[HN Gopher] Bundling binary tools in Python wheels
       ___________________________________________________________________
        
       Bundling binary tools in Python wheels
        
       Author : pcr910303
       Score  : 93 points
       Date   : 2022-06-17 12:00 UTC (11 hours ago)
        
 (HTM) web link (simonwillison.net)
 (TXT) w3m dump (simonwillison.net)
        
       | physicsguy wrote:
       | The issues with this were always:
       | 
       | * size of wheels you can upload is constrained by PyPi
       | 
       | * difficult to support multiple versions across multiple
       | operating systems, unless you provide a source distribution,
       | which is then...
       | 
       | * Still a nightmare on Windows
        
         | jborean93 wrote:
         | > size of wheels you can upload is constrained by PyPi
         | 
         | I feel PyPi is pretty generous with their limits. You can even
         | request more once you hit the ceiling, i think it's around 60MB
         | [1]. There are some wheels that are crazy large, tensorflow-gpu
         | [2] are around 500MB each. I think there's discussions out
         | there to try and find ways of alleviating this problem on PyPi.
         | 
         | > difficult to support multiple versions across multiple
         | operating systems, unless you provide a source distribution,
         | which is then...
         | 
         | This can be a problem but I've found that recently the problem
         | has improved quite a lot. You can create manylinux wheels for
         | both x86, x64, and arm64 which cover pretty a lot of the Linux
         | distributions using glibc. A musllinux tag was recently added
         | to cover musl based distributions like Alpine. MacOS wheels
         | support both x64, arm64, and can even be a universal2 wheel.

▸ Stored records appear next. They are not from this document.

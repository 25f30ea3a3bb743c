//! Track swaps: play, next, previous, end of track.

use super::events::EngineEvent;
use super::{ActiveResource, PlaybackEngine, PlaybackStatus};
use crate::error::PlaybackError;
use crate::listeners::ListenerRegistration;
use crate::models::{RepeatMode, Track, TrackId};
use crate::prediction::{predict_around, PredictionInput};
use bridge_traits::{MediaResource, ResourceError};
use core_async::time::timeout;
use core_runtime::events::PlaybackEvent;
use core_runtime::logging::strip_path;
use rand::Rng;
use std::sync::Arc;
use tracing::{debug, info, instrument, warn};

/// How a swap was requested. Going back replays from history without
/// recording the departing track.
#[derive(Debug, Clone, Copy, PartialEq, Eq)]
pub(super) enum Navigation {
    Direct,
    Forward,
    Back,
}

impl PlaybackEngine {
    /// Start playing `track_id`, optionally replacing the queue first.
    ///
    /// `index` selects the queue position when the track appears more than
    /// once. Returns `false` when the track is unknown or a swap is already
    /// in flight. Playback failures are recovered internally.
    #[instrument(skip(self, queue))]
    pub async fn play_track(
        &mut self,
        track_id: TrackId,
        queue: Option<Vec<Track>>,
        index: Option<usize>,
    ) -> bool {
        if self.transitioning {
            warn!("Swap already in flight, ignoring play request");
            return false;
        }

        // Resolve against the candidate queue; nothing changes on rejection.
        let tracks = queue.as_deref().unwrap_or(self.queue.tracks());
        let position = index
            .filter(|&i| tracks.get(i).is_some_and(|t| t.id == track_id))
            .or_else(|| tracks.iter().position(|t| t.id == track_id));
        let Some((position, track)) =
            position.and_then(|i| tracks.get(i).cloned().map(|track| (i, track)))
        else {
            warn!("Track {} is not in the queue", track_id);
            return false;
        };

        if let Some(tracks) = queue {
            self.queue.replace(tracks);
        }

        self.transition_to(track, Some(position), Navigation::Direct)
            .await
    }

    /// Move to the next track according to the play mode.
    ///
    /// No-op unless shuffle is on, repeat is `all`, or a later track exists.
    /// Under `repeat = one` the current track restarts.
    pub async fn advance_next(&mut self) -> bool {
        if self.transitioning || !self.can_play_next() {
            return false;
        }
        if self.mode.repeat == RepeatMode::One && self.active.is_some() {
            return self.restart_current().await;
        }
        self.skip_forward().await
    }

    /// Move to the next eligible track ignoring `repeat = one`.
    pub(super) async fn skip_forward(&mut self) -> bool {
        let Some(index) = self.next_index() else {
            debug!("No eligible next track");
            return false;
        };
        let Some(track) = self.queue.get(index).cloned() else {
            return false;
        };
        self.transition_to(track, Some(index), Navigation::Forward)
            .await
    }

    /// Replay the most recent history entry.
    pub async fn advance_previous(&mut self) -> bool {
        if self.transitioning {
            return false;
        }
        let Some(track) = self.history.pop() else {
            return false;
        };
        let index = self.queue.position_of(track.id);
        self.transition_to(track, index, Navigation::Back).await
    }

    /// Next queue index for the current mode and range filter.
    pub(super) fn next_index(&mut self) -> Option<usize> {
        let len = self.queue.len();
        if len == 0 {
            return None;
        }
        let range = self.range;
        let eligible = |id: TrackId| range.map_or(true, |r| r.contains(id));

        if self.mode.shuffle {
            let candidates: Vec<usize> = self
                .queue
                .tracks()
                .iter()
                .enumerate()
                .filter(|(_, track)| eligible(track.id))
                .map(|(i, _)| i)
                .collect();
            if candidates.is_empty() {
                return None;
            }
            return Some(candidates[self.rng.gen_range(0..candidates.len())]);
        }

        let current = self.queue.index();
        for step in 1..=len {
            let mut index = current + step;
            if index >= len {
                if self.mode.repeat != RepeatMode::All {
                    return None;
                }
                index %= len;
            }
            if self.queue.get(index).is_some_and(|track| eligible(track.id)) {
                return Some(index);
            }
        }
        None
    }

    /// Bind `track` as the active track and start it.
    #[instrument(skip(self, track), fields(track = %track.id))]
    pub(super) async fn transition_to(
        &mut self,
        track: Track,
        index: Option<usize>,
        navigation: Navigation,
    ) -> bool {
        if self.transitioning {
            return false;
        }
        self.transitioning = true;

        let previous = self.current.clone();
        let same_track = previous.as_ref().map(|t| t.id) == Some(track.id);
        if let Some(previous) = previous {
            if !same_track && navigation != Navigation::Back {
                self.history.push(previous);
            }
        }
        if !same_track {
            self.resilience.on_track_changed();
        }
        if let Some(index) = index {
            self.queue.set_index(index);
        }

        self.disarm_track_timers();
        self.current = Some(track.clone());
        self.end_handled = false;
        self.last_position = None;
        self.last_reported_second = None;

        let (resource, from_cache) = match self.cache.claim_ready(track.id) {
            Some(resource) => {
                debug!("Using pre-fetched resource for track {}", track.id);
                (resource, true)
            }
            None => {
                let locator = self.resolver.resolve(track.id);
                debug!("Loading track {} from {}", track.id, strip_path(&locator));
                (self.factory.create(&locator), false)
            }
        };

        let outgoing = self.active.take();
        resource.set_volume(self.volume);
        resource.set_muted(self.muted);
        // Advancing always starts from the top, even when the draw lands on
        // the same track.
        if from_cache && same_track && navigation == Navigation::Direct {
            if let Some(outgoing) = &outgoing {
                let position = outgoing.resource.snapshot().position;
                if position > 0.0 {
                    resource.seek(position);
                }
            }
        }
        if let Some(outgoing) = outgoing {
            Self::retire(outgoing);
        }
        self.bind(track.id, resource.clone());

        self.status = PlaybackStatus::Loading;
        self.intent_playing = true;
        info!("Now playing track {}: {}", track.id, track.title);
        self.emit(PlaybackEvent::TrackChanged {
            track_id: track.id.0,
            title: track.title.clone(),
            index: self.queue.index(),
        });
        self.publish_media_session();

        let result = self.start_playback(&resource).await;
        self.transitioning = false;

        match result {
            Ok(()) => {
                self.status = PlaybackStatus::Playing;
                self.emit(PlaybackEvent::Started {
                    track_id: track.id.0,
                    title: track.title.clone(),
                });
                self.sync_session_state();
            }
            Err(error) => {
                warn!("Could not start track {}: {}", track.id, error);
                self.handle_failure(error);
            }
        }

        self.schedule_prefetch();
        self.refine_title_in_background(&track);
        true
    }

    /// Request playback, retrying once if the request raced with the swap.
    pub(super) async fn start_playback(
        &self,
        resource: &Arc<dyn MediaResource>,
    ) -> Result<(), PlaybackError> {
        match resource.play().await {
            Ok(()) => Ok(()),
            Err(ResourceError::Aborted(reason)) => {
                debug!("Play request aborted ({}), waiting for ready", reason);
                match timeout(self.config.ready_timeout, resource.wait_ready()).await {
                    Ok(Ok(())) => resource.play().await.map_err(PlaybackError::from),
                    Ok(Err(e)) => Err(e.into()),
                    Err(_) => Err(PlaybackError::AbortedBySwap(format!(
                        "not ready within {:?}",
                        self.config.ready_timeout
                    ))),
                }
            }
            Err(e) => Err(e.into()),
        }
    }

    /// Attach a fresh registration to `resource` and make it active.
    pub(super) fn bind(&mut self, track_id: TrackId, resource: Arc<dyn MediaResource>) {
        self.next_instance += 1;
        let registration = ListenerRegistration::new(self.next_instance);
        let tx = self.tx.clone();
        resource.attach(registration.sink(move |instance, event| {
            let _ = tx.send(EngineEvent::Resource { instance, event });
        }));
        self.active = Some(ActiveResource {
            track_id,
            resource,
            registration,
        });
    }

    /// Revoke, detach, stop and free a resource leaving the active role.
    pub(super) fn retire(outgoing: ActiveResource) {
        debug!(
            "Retiring resource {} (track {})",
            outgoing.resource.id(),
            outgoing.track_id
        );
        outgoing.registration.revoke();
        outgoing.resource.detach();
        outgoing.resource.pause();
        outgoing.resource.release();
    }

    /// Seek the active resource to the start and play it again.
    ///
    /// The resource is rebound under a new instance, so completion signals
    /// still queued from the previous play-through are dropped as stale.
    pub(super) async fn restart_current(&mut self) -> bool {
        let Some(active) = self.active.take() else {
            return false;
        };
        debug!("Restarting current track");
        active.registration.revoke();
        active.resource.detach();
        let resource = active.resource.clone();
        self.bind(active.track_id, active.resource);
        self.disarm_track_timers();
        self.end_handled = false;
        self.last_position = None;
        self.last_reported_second = None;
        self.intent_playing = true;
        resource.seek(0.0);
        match self.start_playback(&resource).await {
            Ok(()) => {
                self.status = PlaybackStatus::Playing;
                if let Some(track) = &self.current {
                    self.emit(PlaybackEvent::Started {
                        track_id: track.id.0,
                        title: track.title.clone(),
                    });
                }
            }
            Err(error) => self.handle_failure(error),
        }
        true
    }

    /// Complete the active track. Runs at most once per bound instance, no
    /// matter how many completion signals arrive.
    pub async fn handle_end_of_track(&mut self) -> bool {
        if self.end_handled || self.active.is_none() || self.transitioning {
            debug!("End of track already handled");
            return false;
        }
        self.end_handled = true;
        self.end_timer.disarm();
        self.stall_timer.disarm();

        if let Some(id) = self.current_id() {
            self.emit(PlaybackEvent::Completed { track_id: id.0 });
        }

        if self.mode.repeat == RepeatMode::One {
            return self.restart_current().await;
        }
        if self.advance_next().await {
            return true;
        }

        info!("Reached the end of the queue");
        self.intent_playing = false;
        self.status = PlaybackStatus::Paused;
        if let Some(id) = self.current_id() {
            self.emit(PlaybackEvent::Paused {
                track_id: id.0,
                position_ms: self.position_ms(),
            });
        }
        self.sync_session_state();
        false
    }

    /// Pre-fetch the predicted neighbours of the current position.
    pub(super) fn schedule_prefetch(&mut self) {
        let active = self.current_id();
        let range = self.range;
        let input = PredictionInput::new(self.queue.tracks(), self.queue.index(), self.mode);
        let upcoming: Vec<Track> = predict_around(
            input,
            self.config.preload_ahead,
            self.config.preload_behind,
            &mut self.rng,
        )
        .into_iter()
        .filter(|track| Some(track.id) != active)
        .filter(|track| range.map_or(true, |r| r.contains(track.id)))
        .collect();

        if upcoming.is_empty() {
            return;
        }
        debug!(
            "Scheduling pre-fetch of {:?}",
            upcoming.iter().map(|t| t.id.0).collect::<Vec<_>>()
        );
        let cache = self.cache.clone();
        core_async::spawn(async move { cache.preload(upcoming).await });
    }

    /// Ask the catalog for a real title without blocking playback.
    pub(super) fn refine_title_in_background(&self, track: &Track) {
        if !track.has_placeholder_title() {
            return;
        }
        let Some(catalog) = self.catalog.clone() else {
            return;
        };
        let tx = self.tx.clone();
        let track_id = track.id;
        core_async::spawn(async move {
            match catalog.title(track_id).await {
                Ok(Some(title)) => {
                    let _ = tx.send(EngineEvent::TitleResolved { track_id, title });
                }
                Ok(None) => debug!("Catalog has no title for track {}", track_id),
                Err(e) => warn!("Title lookup for track {} failed: {}", track_id, e),
            }
        });
    }

    /// Apply a refined title everywhere the track appears.
    pub(super) fn apply_title(&mut self, track_id: TrackId, title: &str) {
        let in_queue = self.queue.update_title(track_id, title);
        let in_history = self.history.refine_title(track_id, title);
        let is_current = match self.current.as_mut() {
            Some(track) if track.id == track_id => track.refine_title(title),
            _ => false,
        };

        if !(in_queue || in_history || is_current) {
            return;
        }
        debug!("Refined title of track {} to {:?}", track_id, title);
        self.emit(PlaybackEvent::TitleRefined {
            track_id: track_id.0,
            title: title.to_string(),
        });
        if is_current {
            self.publish_media_session();
        }
    }
}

         | Windows is still purely x86 or x64 for now but I've seen some
         | people work on arm64 support support in CPython and once that's
         | in I'm sure PyPi won't be too far around. There are also some
         | great tools like cibuildwheel [3] that make building and
         | testing these wheels pretty simple.
         | 
         | > Still a nightmare on Windows
         | 
         | I'm actually curious what is a nightmare about Windows. I found
         | that Windows is probably the easiest of all the platforms to
         | build and upload wheels for. You aren't limited to a tiny
         | subset of system libs, like you are on Linux, and building them
         | is mostly the same process. Probably the hardest thing is
         | ensuring you have tue correct vs build kit installed but that's
         | not insurmountable.
         | 
         | [1] https://pypi.org/help/#file-size-limit
         | 
         | [2] https://pypi.org/project/tensorflow-gpu/#files
         | 
         | [3] https://github.com/pypa/cibuildwheel
        
       | zackees wrote:
       | I've done this for static-ffmpeg with the added bonus of
       | downloading ffmpeg binaries on first use.
        
         | remram wrote:
         | That's a bit different than putting it in the wheel. It will
         | not work with tools for vendoring, caching, or mirroring
         | dependencies. It will also stop working if the separate place
         | you get the binaries from breaks or runs out of money or purges
         | that specific version from their site.
        
         | [deleted]
        
       | homarp wrote:
       | next step is to use https://github.com/jart/cosmopolitan to build
       | the binary
        
         | michelpp wrote:
         | Awesome I'm gonna check this out for my bundle!
        
       | the__alchemist wrote:
       | I built a Python version and dependency manager; program is a
       | standalone executable coded in Rust. One installation method is
       | as a wheel, by using this trick. Hosted on PyPi, users can
       | install with Pip etc.
        
       | mid-kid wrote:
       | This sort of thing sounds like something better left to a proper
       | package manager like Nix. Reproducibility and a complete top-to-
       | bottom dependency chain are key in making sure a package works
       | well into the future.
        
         | Spivak wrote:
         | Which is all nice in theory except you have to meet people
         | where they are and that's using pip and publishing on Pypi.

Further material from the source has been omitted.